16 Jun 2014
DEEP DIVISIONS AMONG STATES ON REFORM OF DAIRY POLICIESDairy
Let’s hope for the best, but let’s not count on it: IFA National Dairy Chairman, Sean O’Leary on the outlook for superlevy easing.
For the last four years, the Irish Farmers’ Association has played an active part in the lobbying effort to persuade EU institutions to ease some of the burden of superlevy on expanding dairy farmers before quota abolition, in light of the fast-expanding international dairy demand.
Today, the June EU Agriculture Council meeting will, for the first time, consider a definite proposal, put forward by the Greek presidency, to zero the negative butterfat corrector to reduce, though not eliminate, superlevy fines on dairy farmers for 2014/15.
While this could be seen as a lobbying victory, it is important to not pre-judge the council’s conclusions from their deliberations over the next two days.
The Agriculture Commissioner, Dacian Ciolos, is seeking a second term in Brussels, and is therefore more inclined to address some of the dairy policy demands put to him by different member states.
However, those are at polar opposites: France, much of Southern Europe, the UK, and Scandinavia minus Denmark are concerned about the impact on markets of the abolition of production management through quotas, and want additional measures to help address possible dairy crises after 2015.
In Ireland’s camp, looking for some flexibility before March 31, 2015, are primarily Denmark, the Netherlands, Germany, and Austria, with another few countries. Neither block has a qualified majority to impose their views.
Evidence from the last meeting of the Special Agriculture Committee (charged with preparing for the June Council meeting) indicate that both groups have hardened their positions as dairy markets weakened.
In addition to the butterfat proposal, the EU presidency’s proposed ‘draft conclusions’ include commitments to beef up market intelligence through the Milk Market Observatory; to ensure the effectiveness of the ‘safety net’ (intervention, etc); to use ‘proactive’ market management measures to anticipate and mitigate the impact of severe crises, especially on smaller, mountain and island farmers, and finally to provide legal certainty for the end of the quota regime.

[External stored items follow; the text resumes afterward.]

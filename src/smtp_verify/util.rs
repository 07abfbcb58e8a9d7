use std::time::{SystemTime, UNIX_EPOCH};

use rand::{Rng, distributions::Alphanumeric};

/// Local part that no real mailbox should carry: `nonexistent` followed by
/// the current time in milliseconds and a random lowercase suffix.
pub fn synthetic_local_part() -> String {
    let millis = SystemTime::now()
        .duration_since(UNIX_EPOCH)
        .map(|elapsed| elapsed.as_millis())
        .unwrap_or_default();
    let suffix: String = rand::thread_rng()
        .sample_iter(&Alphanumeric)
        .take(8)
        .map(|byte| char::from(byte).to_ascii_lowercase())
        .collect();
    format!("nonexistent{millis}{suffix}")
}
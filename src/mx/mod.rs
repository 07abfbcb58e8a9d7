//! DNS resolution of a domain's mail destination.
//!
//! MX records are looked up first; domains without them fall back to an
//! address-record existence check. Failures are classified into
//! [`DnsError`] so callers can tell a timeout from a missing domain.

mod error;
pub(crate) mod resolver;
mod types;

pub use error::DnsError;
pub use types::MxRecord;

pub(crate) use types::Destination;
//! Logging initialization for the command line tool
//!
//! Logs always go to stderr so generated code streamed to stdout stays clean.
//! `RUST_LOG` overrides the level given on the command line.

use tracing_subscriber::{fmt, layer::SubscriberExt, util::SubscriberInitExt, EnvFilter};

/// Install the global subscriber, human-readable or as JSON lines.
pub fn init_logging(level: &str, json: bool) -> anyhow::Result<()> {
    let subscriber = tracing_subscriber::registry().with(build_env_filter(level));

    if json {
        let layer = fmt::layer()
            .json()
            .with_current_span(true)
            .with_span_list(false)
            .with_writer(std::io::stderr);
        subscriber.with(layer).try_init()?;
    } else {
        let layer = fmt::layer()
            .with_target(true)
            .with_thread_ids(false)
            .with_writer(std::io::stderr);
        subscriber.with(layer).try_init()?;
    }

    Ok(())
}

fn build_env_filter(level: &str) -> EnvFilter {
    EnvFilter::try_from_default_env()
        .unwrap_or_else(|_| EnvFilter::new(format!("scibind={level},scibind_codegen={level}")))
}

There may be a little in there for everybody, but recent reports have indicated that member states are deeply divided even on what constitutes a ‘severe’ dairy crisis, at what point (price levels) it is deemed to be a crisis, and what measures should be used to deal with it.
Mr Ciolos is said to be adamant that there can only be a deal on the butterfat issue if there is also agreement on dealing with dairy crises.
There is a real risk that one possible outcome would be a concession on the butterfat corrector for 2014/15, accompanied by a quid pro quo set of measures which may seek to restrict post 2015 production growth, or access to the ‘safety net’ for expanding countries, or some other such measure equally unacceptable to Irish dairy farmers. The commission has indicated that a decision would have to be made by June 30 either way.
The moral of the story: Let’s hope for the best, but let’s not count on it.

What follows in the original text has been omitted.